Psychology has a phenomenon called the “Galatea Effect,” which states that people’s self-perceptions about themselves can influence their performance. This means that we make self-fulfilling prophecies.
Everybody starts a business for different reasons. Perhaps we want to be independent. We might have an idea that could make us rich. Maybe we are looking for a better work/life balance.
Galatea effects only go so far. However, data shows that many entrepreneurs start their businesses with unrealistic expectations regarding the benefits and rewards. They think they’ll be happier, healthier, and make more money.
Realizing the truth can be hard to swallow. If we don’t see success as quickly as we anticipated, we are more likely to give in. I recommend instead setting reasonable expectations. This includes dispelling certain myths.
Myth #1 – You must follow your passion
I wasn’t raised to dream about form building. When I worked in New York, customizing web forms was a part of my job. It was tedious work.
JotForm boasts more than nine million users. While I may not have had a strong passion for online forms, I believe strongly in creating quality products that make people’s lives easier.
Instead of following a passion, I recommend Paul Graham’s advice.
Finding the perfect combination of these three attributes is difficult. However, once you find that intersection, the results will be more reliable than if it was just your passion.
Myth #2 Success is achieved overnight
Most of the “overnight wins” stories that you hear are the result of years and year’s worth of hard work. Bill Gates, who is often thought to be the most famous overnight success story, became a multimillionaire just as Microsoft went public.
Gates, however, had been growing his business for 11 years before that moment.
We live in an age where instant gratification is a norm. It can be pretty distressing to see things not happen right away. In many cases, “overnight wins” are just fads and fade as fast as they appear.

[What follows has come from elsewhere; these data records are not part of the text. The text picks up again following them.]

impl Database {
    /// Loads a reference data document in one transaction.
    ///
    /// Existing rows with the same ids are updated.
    pub fn load_reference(&mut self, data: &ReferenceData) -> Result<(), DbError> {
        self.begin("load_reference", pd_core::TransactionOptions::new())?;
        match self.insert_reference(data) {
            Ok(()) => self.end(true),
            Err(err) => {
                self.end(false)?;
                Err(err)
            }
        }
    }

    fn insert_reference(&self, data: &ReferenceData) -> Result<(), DbError> {
        for machine in &data.machines {
            self.insert_machine(machine.id, machine.name.as_deref())?;
            for module in &machine.modules {
                self.insert_machine_module(*module, machine.id)?;
            }
        }
        for operation in &data.operations {
            self.insert_operation(operation)?;
        }
        for sequence in &data.sequences {
            self.insert_sequence(sequence)?;
        }
        for component in &data.components {
            self.insert_component(component)?;
        }
        for work_order in &data.work_orders {
            self.insert_work_order(work_order)?;
        }
        for manufacturing_order in &data.manufacturing_orders {
            self.insert_manufacturing_order(manufacturing_order)?;
        }
        Ok(())
    }

    pub fn insert_machine(&self, id: MachineId, name: Option<&str>) -> Result<(), DbError> {
        self.conn.execute(
            "
            INSERT INTO machines (id, name) VALUES (?1, ?2)
            ON CONFLICT(id) DO UPDATE SET name = excluded.name
            ",
            params![id.get(), name],
        )?;
        Ok(())
    }

    pub fn insert_machine_module(
        &self,
        id: MachineModuleId,
        machine: MachineId,
    ) -> Result<(), DbError> {
        self.conn.execute(
            "
            INSERT INTO machine_modules (id, machine_id) VALUES (?1, ?2)
            ON CONFLICT(id) DO UPDATE SET machine_id = excluded.machine_id
            ",
            params![id.get(), machine.get()],
        )?;
        Ok(())
    }

    pub fn insert_operation(&self, operation: &Operation) -> Result<(), DbError> {
        self.conn.execute(
            "
            INSERT INTO operations (id, code, name) VALUES (?1, ?2, ?3)
            ON CONFLICT(id) DO UPDATE SET code = excluded.code, name = excluded.name
            ",
            params![operation.id.get(), operation.code, operation.name],
        )?;
        for work_piece in &operation.intermediate_work_pieces {
            self.conn.execute(
                "INSERT OR IGNORE INTO operation_work_pieces (operation_id, work_piece_id) VALUES (?1, ?2)",
                params![operation.id.get(), work_piece.get()],
            )?;
        }
        Ok(())
    }

    pub fn insert_sequence(&self, sequence: &Sequence) -> Result<(), DbError> {
        self.conn.execute(
            "
            INSERT INTO sequences (id, operation_id, name, auto_only) VALUES (?1, ?2, ?3, ?4)
            ON CONFLICT(id) DO UPDATE SET
                operation_id = excluded.operation_id,
                name = excluded.name,
                auto_only = excluded.auto_only
            ",
            params![
                sequence.id.get(),
                sequence.operation.get(),
                sequence.name,
                sequence.auto_only
            ],
        )?;
        Ok(())
    }

    pub fn insert_component(&self, component: &ComponentRecord) -> Result<(), DbError> {
        self.conn.execute(
            "
            INSERT INTO components (id, name) VALUES (?1, ?2)
            ON CONFLICT(id) DO UPDATE SET name = excluded.name
            ",
            params![component.id.get(), component.name],
        )?;
        for work_piece in &component.intermediate_work_pieces {
            self.conn.execute(
                "INSERT OR IGNORE INTO component_work_pieces (component_id, work_piece_id) VALUES (?1, ?2)",
                params![component.id.get(), work_piece.get()],
            )?;
        }
        Ok(())
    }

    pub fn insert_work_order(&self, work_order: &WorkOrderRecord) -> Result<(), DbError> {
        self.conn.execute(
            "
            INSERT INTO work_orders (id, name) VALUES (?1, ?2)
            ON CONFLICT(id) DO UPDATE SET name = excluded.name
            ",
            params![work_order.id.get(), work_order.name],
        )?;
        for component in &work_order.components {
            self.conn.execute(
                "INSERT OR IGNORE INTO work_order_components (work_order_id, component_id) VALUES (?1, ?2)",
                params![work_order.id.get(), component.get()],
            )?;
        }
        Ok(())
    }

    pub fn insert_manufacturing_order(&self, order: &ManufacturingOrder) -> Result<(), DbError> {
        self.conn.execute(
            "
            INSERT INTO manufacturing_orders
                (id, operation_id, machine_id, order_index, work_order_id, component_id)
            VALUES (?1, ?2, ?3, ?4, ?5, ?6)
            ON CONFLICT(id) DO UPDATE SET
                operation_id = excluded.operation_id,
                machine_id = excluded.machine_id,
                order_index = excluded.order_index,
                work_order_id = excluded.work_order_id,
                component_id = excluded.component_id
            ",
            params![
                order.id.get(),
                order.operation.get(),
                order.machine.map(MachineId::get),
                order.order,
                order.work_order.map(WorkOrderId::get),
                order.component.map(ComponentId::get),
            ],
        )?;
        Ok(())
    }

    // ========== Lookups ==========

    pub(crate) fn find_operation(&self, id: OperationId) -> Result<Option<Operation>, DbError> {
        let operation = self
            .conn
            .query_row(
                "SELECT id, code, name FROM operations WHERE id = ?",
                [id.get()],
                |row| {
                    Ok(Operation {
                        id: id_column(row, 0)?,
                        code: row.get(1)?,
                        name: row.get(2)?,
                        intermediate_work_pieces: Vec::new(),
                    })
                },
            )
            .optional()?;
        let Some(mut operation) = operation else {
            return Ok(None);
        };
        operation.intermediate_work_pieces = self.operation_work_pieces(id)?;
        Ok(Some(operation))
    }

    pub(crate) fn find_operations_by_code(&self, code: &str) -> Result<Vec<Operation>, DbError> {
        let mut stmt = self
            .conn
            .prepare("SELECT id FROM operations WHERE code = ? ORDER BY id ASC")?;
        let rows = stmt.query_map([code], |row| id_column::<OperationId>(row, 0))?;
        let mut ids = Vec::new();
        for row in rows {
            ids.push(row?);
        }
        let mut operations = Vec::with_capacity(ids.len());
        for id in ids {
            operations.extend(self.find_operation(id)?);
        }
        Ok(operations)
    }

    pub(crate) fn create_operation_with_code(&self, code: &str) -> Result<Operation, DbError> {
        self.conn.execute(
            "INSERT INTO operations (code, name) VALUES (?1, ?1)",
            [code],
        )?;
        let id = OperationId::new(self.conn.last_insert_rowid())?;
        Ok(Operation {
            id,
            code: Some(code.to_string()),
            name: Some(code.to_string()),
            intermediate_work_pieces: Vec::new(),
        })
    }

    fn operation_work_pieces(&self, operation: OperationId) -> Result<Vec<WorkPieceId>, DbError> {
        let mut stmt = self.conn.prepare(
            "SELECT work_piece_id FROM operation_work_pieces WHERE operation_id = ? ORDER BY work_piece_id",
        )?;
        let rows = stmt.query_map([operation.get()], |row| id_column(row, 0))?;
        let mut work_pieces = Vec::new();
        for row in rows {
            work_pieces.push(row?);
        }
        Ok(work_pieces)
    }

    pub(crate) fn find_sequence(
        &self,
        id: pd_core::SequenceId,
    ) -> Result<Option<Sequence>, DbError> {
        let sequence = self
            .conn
            .query_row(
                "SELECT id, operation_id, name, auto_only FROM sequences WHERE id = ?",
                [id.get()],
                |row| {
                    Ok(Sequence {
                        id: id_column(row, 0)?,
                        operation: id_column(row, 1)?,
                        name: row.get(2)?,
                        auto_only: row.get(3)?,
                    })
                },
            )
            .optional()?;
        Ok(sequence)
    }

    pub(crate) fn find_machine_modules(
        &self,
        machine: MachineId,
    ) -> Result<Vec<MachineModuleId>, DbError> {
        let mut stmt = self
            .conn
            .prepare("SELECT id FROM machine_modules WHERE machine_id = ? ORDER BY id ASC")?;
        let rows = stmt.query_map([machine.get()], |row| id_column(row, 0))?;
        let mut modules = Vec::new();
        for row in rows {
            modules.push(row?);
        }
        Ok(modules)
    }

    /// Components sharing an intermediate work piece with the operation.
    fn components_of_operation(&self, operation: OperationId) -> Result<Vec<ComponentId>, DbError> {
        let mut stmt = self.conn.prepare(
            "
            SELECT DISTINCT cwp.component_id
            FROM component_work_pieces cwp
            JOIN operation_work_pieces owp ON owp.work_piece_id = cwp.work_piece_id
            WHERE owp.operation_id = ?
            ORDER BY cwp.component_id
            ",
        )?;
        let rows = stmt.query_map([operation.get()], |row| id_column(row, 0))?;
        let mut components = Vec::new();
        for row in rows {
            components.push(row?);
        }
        Ok(components)
    }

    pub(crate) fn guess_component(
        &self,
        operation: OperationId,
    ) -> Result<Option<ComponentId>, DbError> {
        let components = self.components_of_operation(operation)?;
        Ok(match components.as_slice() {
            [component] => Some(*component),
            _ => None,
        })
    }

    pub(crate) fn guess_work_order(
        &self,
        operation: OperationId,
    ) -> Result<Option<WorkOrderId>, DbError> {
        let Some(component) = self.guess_component(operation)? else {
            return Ok(None);
        };
        let mut stmt = self.conn.prepare(
            "SELECT work_order_id FROM work_order_components WHERE component_id = ? ORDER BY work_order_id",
        )?;
        let rows = stmt.query_map([component.get()], |row| id_column(row, 0))?;
        let mut work_orders: Vec<WorkOrderId> = Vec::new();
        for row in rows {
            work_orders.push(row?);
        }
        Ok(match work_orders.as_slice() {
            [work_order] => Some(*work_order),
            _ => None,
        })
    }

    pub(crate) fn operation_shares_work_piece(
        &self,
        operation: OperationId,
        component: ComponentId,
    ) -> Result<bool, DbError> {
        let shared: bool = self.conn.query_row(
            "
            SELECT EXISTS (
                SELECT 1
                FROM operation_work_pieces owp
                JOIN component_work_pieces cwp ON cwp.work_piece_id = owp.work_piece_id
                WHERE owp.operation_id = ?1 AND cwp.component_id = ?2
            )
            ",
            params![operation.get(), component.get()],
            |row| row.get(0),
        )?;
        Ok(shared)
    }

    /// Orders of the operation, the ones planned on `machine` first by queue position.
    pub(crate) fn find_next_manufacturing_orders(
        &self,
        machine: MachineId,
        operation: OperationId,
    ) -> Result<Vec<ManufacturingOrder>, DbError> {
        let mut stmt = self.conn.prepare(
            "
            SELECT id, operation_id, machine_id, order_index, work_order_id, component_id
            FROM manufacturing_orders
            WHERE operation_id = ?1 AND (machine_id IS NULL OR machine_id = ?2)
            ORDER BY machine_id IS NULL ASC, order_index IS NULL ASC, order_index ASC, id ASC
            ",
        )?;
        let rows = stmt.query_map(params![operation.get(), machine.get()], |row| {
            Ok(ManufacturingOrder {
                id: id_column(row, 0)?,
                operation: id_column(row, 1)?,
                machine: optional_id_column(row, 2)?,
                order: row.get(3)?,
                work_order: optional_id_column(row, 4)?,
                component: optional_id_column(row, 5)?,
            })
        })?;
        let mut orders = Vec::new();
        for row in rows {
            orders.push(row?);
        }
        Ok(orders)
    }
}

Jim Collins has written Great by Choice. He examines how companies thrive in volatile market conditions. He finds that companies that prospered long-term under these conditions were those that moved consistently. He asks readers if they can imagine themselves walking 3,000 miles from San Diego, California, to Maine. For the first three days, you will walk 20 miles each. Although it’s hot, you prefer to walk 20 miles each day for the first three days.

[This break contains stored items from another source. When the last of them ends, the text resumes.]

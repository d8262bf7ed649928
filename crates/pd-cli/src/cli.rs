//! Command-line argument definitions.

use std::path::PathBuf;

use clap::{Parser, Subcommand};

/// Production detection replay tool.
///
/// Feeds machine detection events (stamps, cycle begins and ends, sequence
/// ends) through the detection core and keeps the derived cycles, operation
/// slots and sequence slots in a local `SQLite` database.
#[derive(Debug, Parser)]
#[command(name = "pd", version, about, long_about = None)]
pub struct Cli {
    /// Enable verbose output.
    #[arg(short, long, global = true)]
    pub verbose: bool,

    /// Path to config file.
    #[arg(short, long, global = true)]
    pub config: Option<PathBuf>,

    #[command(subcommand)]
    pub command: Option<Commands>,
}

/// Available subcommands.
#[derive(Debug, Subcommand)]
pub enum Commands {
    /// Create the database and print its location.
    Init,

    /// Load machines, operations, sequences and orders from a JSON document.
    Reference {
        /// The reference data document.
        file: PathBuf,
    },

    /// Replay JSON-lines detection events.
    Replay {
        /// The event stream; stdin when omitted.
        file: Option<PathBuf>,

        /// Only replay the events of this machine.
        #[arg(long)]
        machine: Option<i64>,
    },

    /// Show the detected timeline.
    Status {
        /// Only show this machine.
        #[arg(long)]
        machine: Option<i64>,

        /// Output as JSON.
        #[arg(long)]
        json: bool,
    },
}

“You keep on going, walking 20 miles, 20 minutes, 20 more miles. After that, you cross into plains. You can run 40 or 50 miles in one day,” he wrote. You don’t. “But you don’t. You keep your pace and march 20 more miles.” Finally, you reach Maine.
Imagine someone leaving San Diego the next day. He’s excited to start the 40-mile journey and is fresh. He is hot and exhausted the next day. He decides not to go, but he does continue, moving in irregular bursts, covering 40- 50 miles per day, before eventually crashing. He ultimately finds you waiting, battered and weak. The journey wasn’t easy. After all, you both walked more than 3,000 miles. You were able to persevere, despite the hardships, and you were able to overcome your compatriot’s near-death experiences. Consistent improvement wins the day.
Myth #3: Independence is the key to happiness
One of the reasons entrepreneurs become entrepreneurs is because they have the freedom to work for themselves. Research shows that independence isn’t all it seems.
Leon Schjoedt (management professor) conducted a study in 2009 among large numbers of founders and non-founders. He found that entrepreneurs had a greater sense of autonomy than non-entrepreneurs. However, they also value feedback and variety. This is something he didn’t realize they needed.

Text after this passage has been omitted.